> _YOUR GOAL_
Report each line below that carries the word "order".

> _DATA FOR ANALYSIS_
----
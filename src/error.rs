use crate::job::{HistoryEntry, Jid};
use thiserror::Error;

/// Context attached to a rejected job result.
///
/// Carries enough of the job to diagnose the failure without going back to
/// the store.
#[derive(Debug, Clone)]
pub struct JobFailure {
    pub message: String,
    pub jid: Jid,
    pub queue: String,
    pub history: Vec<HistoryEntry>,
    pub canceled: bool,
}

#[derive(Error, Debug)]
pub enum BeehiveError {
    #[error("Store error: {message}")]
    Store { message: String },

    #[error("Not found")]
    JobNotFound { jid: String },

    #[error("Expired")]
    Expired { jid: Jid },

    #[error("Canceled")]
    Canceled { jid: Jid },

    #[error("{message}")]
    Validation { message: String },

    #[error("{message}")]
    Timeout { message: String },

    #[error("{}", .0.message)]
    JobFailed(Box<JobFailure>),

    #[error("Serialization error: {0}")]
    Serialization(#[from] serde_json::Error),

    #[error("IO error: {0}")]
    Io(#[from] std::io::Error),

    #[error("Configuration error: {0}")]
    Config(String),
}

impl BeehiveError {
    /// True for explicit or inherited cancellation, whichever way it surfaced.
    pub fn is_canceled(&self) -> bool {
        match self {
            BeehiveError::Canceled { .. } => true,
            BeehiveError::JobFailed(failure) => failure.canceled,
            _ => false,
        }
    }

    pub fn is_not_found(&self) -> bool {
        matches!(self, BeehiveError::JobNotFound { .. })
    }

    pub fn is_expired(&self) -> bool {
        matches!(self, BeehiveError::Expired { .. })
    }

    /// The failure context of a rejected job result, if this is one.
    pub fn failure(&self) -> Option<&JobFailure> {
        match self {
            BeehiveError::JobFailed(failure) => Some(failure),
            _ => None,
        }
    }

    pub(crate) fn store(message: impl Into<String>) -> Self {
        BeehiveError::Store {
            message: message.into(),
        }
    }
}

impl From<toml::de::Error> for BeehiveError {
    fn from(err: toml::de::Error) -> Self {
        BeehiveError::Config(format!("TOML deserialization error: {}", err))
    }
}

impl From<toml::ser::Error> for BeehiveError {
    fn from(err: toml::ser::Error) -> Self {
        BeehiveError::Config(format!("TOML serialization error: {}", err))
    }
}
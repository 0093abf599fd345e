//! Queue events carried over the coordination store's pub/sub channels.
//!
//! Every queue has one channel, [`queue_channel`]. The engine publishes a
//! [`QueueEvent`] on it for each transition that someone outside the store may
//! wait for: a job becoming ready (`new`, waking bees), a terminal outcome
//! (`completed`, `failed`, `canceled`), a job turning into a duplicate, and
//! worker progress. Delivery is at-least-once, so consumers treat every event
//! idempotently.

use crate::job::{Jid, JobRecord};
use serde::{Deserialize, Serialize};
use serde_json::Value;

/// Pub/sub channel of a queue.
pub fn queue_channel(queue: &str) -> String {
    format!("bee:ch:q:{}", queue)
}

#[derive(Debug, Clone, PartialEq, Serialize, Deserialize)]
#[serde(tag = "type", rename_all = "snake_case")]
pub enum QueueEvent {
    /// A job entered the ready set.
    New { queue: String, jid: Jid },
    Progress {
        queue: String,
        jid: Jid,
        progress: Value,
    },
    Completed {
        queue: String,
        jid: Jid,
        job: Box<JobRecord>,
    },
    Failed {
        queue: String,
        jid: Jid,
        job: Box<JobRecord>,
    },
    Canceled { queue: String, jid: Jid },
    /// `jid` was found to duplicate `original` and will mirror its outcome.
    Duplicate {
        queue: String,
        jid: Jid,
        original: Jid,
        job: Box<JobRecord>,
    },
}

impl QueueEvent {
    pub fn queue(&self) -> &str {
        match self {
            QueueEvent::New { queue, .. }
            | QueueEvent::Progress { queue, .. }
            | QueueEvent::Completed { queue, .. }
            | QueueEvent::Failed { queue, .. }
            | QueueEvent::Canceled { queue, .. }
            | QueueEvent::Duplicate { queue, .. } => queue,
        }
    }

    pub fn jid(&self) -> Jid {
        match self {
            QueueEvent::New { jid, .. }
            | QueueEvent::Progress { jid, .. }
            | QueueEvent::Completed { jid, .. }
            | QueueEvent::Failed { jid, .. }
            | QueueEvent::Canceled { jid, .. }
            | QueueEvent::Duplicate { jid, .. } => *jid,
        }
    }

    pub fn kind(&self) -> &'static str {
        match self {
            QueueEvent::New { .. } => "new",
            QueueEvent::Progress { .. } => "progress",
            QueueEvent::Completed { .. } => "completed",
            QueueEvent::Failed { .. } => "failed",
            QueueEvent::Canceled { .. } => "canceled",
            QueueEvent::Duplicate { .. } => "duplicate",
        }
    }

    /// Terminal events settle job handles.
    pub fn is_terminal(&self) -> bool {
        matches!(
            self,
            QueueEvent::Completed { .. } | QueueEvent::Failed { .. } | QueueEvent::Canceled { .. }
        )
    }

    pub fn encode(&self) -> crate::Result<String> {
        Ok(serde_json::to_string(self)?)
    }

    pub fn decode(message: &str) -> crate::Result<Self> {
        Ok(serde_json::from_str(message)?)
    }
}

#[cfg(test)]
mod tests {
    use super::*;
    use serde_json::json;

    #[test]
    fn test_channel_name() {
        assert_eq!(queue_channel("images.resize"), "bee:ch:q:images.resize");
    }

    #[test]
    fn test_event_wire_format() {
        let jid = Jid::new();
        let event = QueueEvent::Progress {
            queue: "sum".into(),
            jid,
            progress: json!({"done": 3, "of": 10}),
        };

        let message = event.encode().unwrap();
        let value: Value = serde_json::from_str(&message).unwrap();
        assert_eq!(value["type"], "progress");
        assert_eq!(value["jid"], jid.to_string());
        assert_eq!(value["progress"]["done"], 3);

        let back = QueueEvent::decode(&message).unwrap();
        assert_eq!(back, event);
        assert_eq!(back.kind(), "progress");
        assert!(!back.is_terminal());
    }

    #[test]
    fn test_decode_rejects_garbage() {
        assert!(QueueEvent::decode("{\"type\":\"exploded\"}").is_err());
        assert!(QueueEvent::decode("not json").is_err());
    }
}
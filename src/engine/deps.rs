//! Dependency gating.
//!
//! A job B depending on A is parked in the delayed set with an infinite score
//! while `bee:s:waiting:<B>` is non-empty. Every terminal event of A removes A
//! from that set; removal is idempotent, so repeated delivery of the same
//! event never releases B twice.

use super::{ScriptContext, keys, record};
use crate::{
    Result,
    job::{Jid, JobStatus},
    store::Keyspace,
};
use tracing::trace;

/// Link `jid` to its dependencies and return those not yet terminal.
///
/// Dependencies that are terminal, expired or already deleted count as
/// resolved.
pub(super) fn register<K: Keyspace + ?Sized>(
    ks: &mut K,
    jid: Jid,
    dependencies: &[Jid],
) -> Result<Vec<Jid>> {
    let mut unresolved = Vec::new();
    for &dependency in dependencies {
        if dependency == jid {
            continue;
        }
        let pending = record::status(ks, dependency)?.is_some_and(|status| status.is_pending());
        if pending && ks.sadd(&keys::waiting(jid), &dependency.to_string()) {
            ks.sadd(&keys::dependants(dependency), &jid.to_string());
            unresolved.push(dependency);
        }
    }
    Ok(unresolved)
}

/// Record that `jid` reached a terminal state, releasing dependants with
/// nothing left to wait on.
pub(super) fn resolve<K: Keyspace + ?Sized>(ks: &mut K, ctx: &ScriptContext, jid: Jid) -> Result<()> {
    let member = jid.to_string();
    for raw in ks.smembers(&keys::dependants(jid)) {
        let Ok(dependant) = raw.parse::<Jid>() else {
            continue;
        };
        let waiting = keys::waiting(dependant);
        ks.srem(&waiting, &member);
        if ks.scard(&waiting) == 0 {
            release(ks, ctx, dependant)?;
        }
    }
    ks.del(&keys::dependants(jid));
    Ok(())
}

/// Move a job whose dependencies are all resolved out of the waiting state.
fn release<K: Keyspace + ?Sized>(ks: &mut K, ctx: &ScriptContext, jid: Jid) -> Result<()> {
    if record::status(ks, jid)? != Some(JobStatus::Delayed) {
        return Ok(());
    }
    let Some(queue) = record::queue(ks, jid) else {
        return Ok(());
    };
    let parked = ks
        .zscore(&keys::delayed(&queue), &jid.to_string())
        .is_some_and(f64::is_infinite);
    if !parked {
        return Ok(());
    }

    let options = record::options(ks, jid)?;
    let ready_at = record::submitted_at(ks, jid)?.saturating_add(options.delay as i64);
    trace!("Dependencies of job {} resolved", jid);
    if ready_at <= ctx.now {
        record::make_ready(ks, ctx, &queue, jid, options.priority)
    } else {
        record::make_delayed(ks, ctx, &queue, jid, ready_at)
    }
}

/// Dependants of `jid` still waiting on it.
pub(super) fn waiting_on<K: Keyspace + ?Sized>(ks: &mut K, jid: Jid) -> Vec<Jid> {
    let member = jid.to_string();
    ks.smembers(&keys::dependants(jid))
        .into_iter()
        .filter_map(|raw| raw.parse::<Jid>().ok())
        .filter(|dependant| ks.sismember(&keys::waiting(*dependant), &member))
        .collect()
}

/// Unlink `jid` from everything it waits on.
pub(super) fn detach<K: Keyspace + ?Sized>(ks: &mut K, jid: Jid) {
    let member = jid.to_string();
    for dependency in ks.smembers(&keys::waiting(jid)) {
        if let Ok(dependency) = dependency.parse::<Jid>() {
            ks.srem(&keys::dependants(dependency), &member);
        }
    }
    ks.del(&keys::waiting(jid));
}
//! Coordination store abstraction.
//!
//! The scheduler keeps all shared state in a coordination store: a keyed
//! namespace of strings, hashes, sets, sorted sets and lists, with pub/sub
//! channels and server-side scripts that execute atomically. This module
//! defines the two seams to such a store:
//!
//! - [`CoordinationStore`] is what hives talk to. It runs a whole engine
//!   [`Script`] as one atomic unit, fans out channel messages and answers a
//!   handful of read-only queries.
//! - [`Keyspace`] is what scripts run against. It exposes the primitive
//!   key operations of the store; an implementation guarantees that nothing
//!   else touches the namespace while a script holds it.
//!
//! [`memory::MemoryStore`] implements both in-process. It is shared between
//! any number of hives in one process, which is how the test suite simulates
//! a cluster.

use crate::{
    Result,
    engine::{Reply, Script, ScriptContext},
};
use async_trait::async_trait;
use std::collections::HashMap;
use tokio::sync::broadcast;

pub mod memory;

pub use memory::{Clock, MemoryStore, MockClock};

/// Operations the scheduler needs from its coordination store.
#[async_trait]
pub trait CoordinationStore: Send + Sync {
    /// Store time in milliseconds since the Unix epoch.
    ///
    /// Hives read it before every script so all of them agree on "now".
    async fn time(&self) -> Result<i64>;

    /// Execute a script atomically and flush the messages it published.
    async fn eval(&self, ctx: ScriptContext, script: Script) -> Result<Reply>;

    /// Publish on a channel, returning the number of receivers.
    async fn publish(&self, channel: &str, message: String) -> Result<usize>;

    async fn subscribe(&self, channel: &str) -> Result<broadcast::Receiver<String>>;

    /// Members common to every given set.
    async fn sinter(&self, keys: &[String]) -> Result<Vec<String>>;

    async fn zcard(&self, key: &str) -> Result<usize>;

    /// Zero-based position of `member` in a sorted set.
    async fn zrank(&self, key: &str, member: &str) -> Result<Option<usize>>;
}

/// Primitive key operations available to scripts.
///
/// Reads take `&mut self` because implementations evict expired keys lazily.
/// Published messages are buffered and only delivered once the script
/// finishes.
pub trait Keyspace {
    fn get(&mut self, key: &str) -> Option<String>;
    fn set(&mut self, key: &str, value: String);
    fn del(&mut self, key: &str) -> bool;
    fn exists(&mut self, key: &str) -> bool;
    /// Expire `key` at an absolute time in milliseconds.
    fn pexpire_at(&mut self, key: &str, at_ms: i64) -> bool;

    fn hget(&mut self, key: &str, field: &str) -> Option<String>;
    fn hset(&mut self, key: &str, field: &str, value: String);
    fn hgetall(&mut self, key: &str) -> HashMap<String, String>;
    fn hdel(&mut self, key: &str, field: &str) -> bool;

    fn sadd(&mut self, key: &str, member: &str) -> bool;
    fn srem(&mut self, key: &str, member: &str) -> bool;
    /// Members in lexicographic order.
    fn smembers(&mut self, key: &str) -> Vec<String>;
    fn sismember(&mut self, key: &str, member: &str) -> bool;
    fn scard(&mut self, key: &str) -> usize;
    fn sinter(&mut self, keys: &[String]) -> Vec<String>;

    fn zadd(&mut self, key: &str, score: f64, member: &str) -> bool;
    fn zrem(&mut self, key: &str, member: &str) -> bool;
    fn zscore(&mut self, key: &str, member: &str) -> Option<f64>;
    fn zcard(&mut self, key: &str) -> usize;
    fn zrank(&mut self, key: &str, member: &str) -> Option<usize>;
    /// Members with `min <= score <= max` in ascending order, at most `limit`.
    fn zrange_by_score(
        &mut self,
        key: &str,
        min: f64,
        max: f64,
        limit: Option<usize>,
    ) -> Vec<(String, f64)>;
    /// Up to `count` members from the lowest score upwards.
    fn zrange(&mut self, key: &str, count: usize) -> Vec<String>;

    fn rpush(&mut self, key: &str, value: String) -> usize;
    fn lrange(&mut self, key: &str) -> Vec<String>;

    fn publish(&mut self, channel: &str, message: String);
}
----
> _ANSWER TO THIS PROBLEM_
    /// Members in lexicographic order.
    /// Members with `min <= score <= max` in ascending order, at most `limit`.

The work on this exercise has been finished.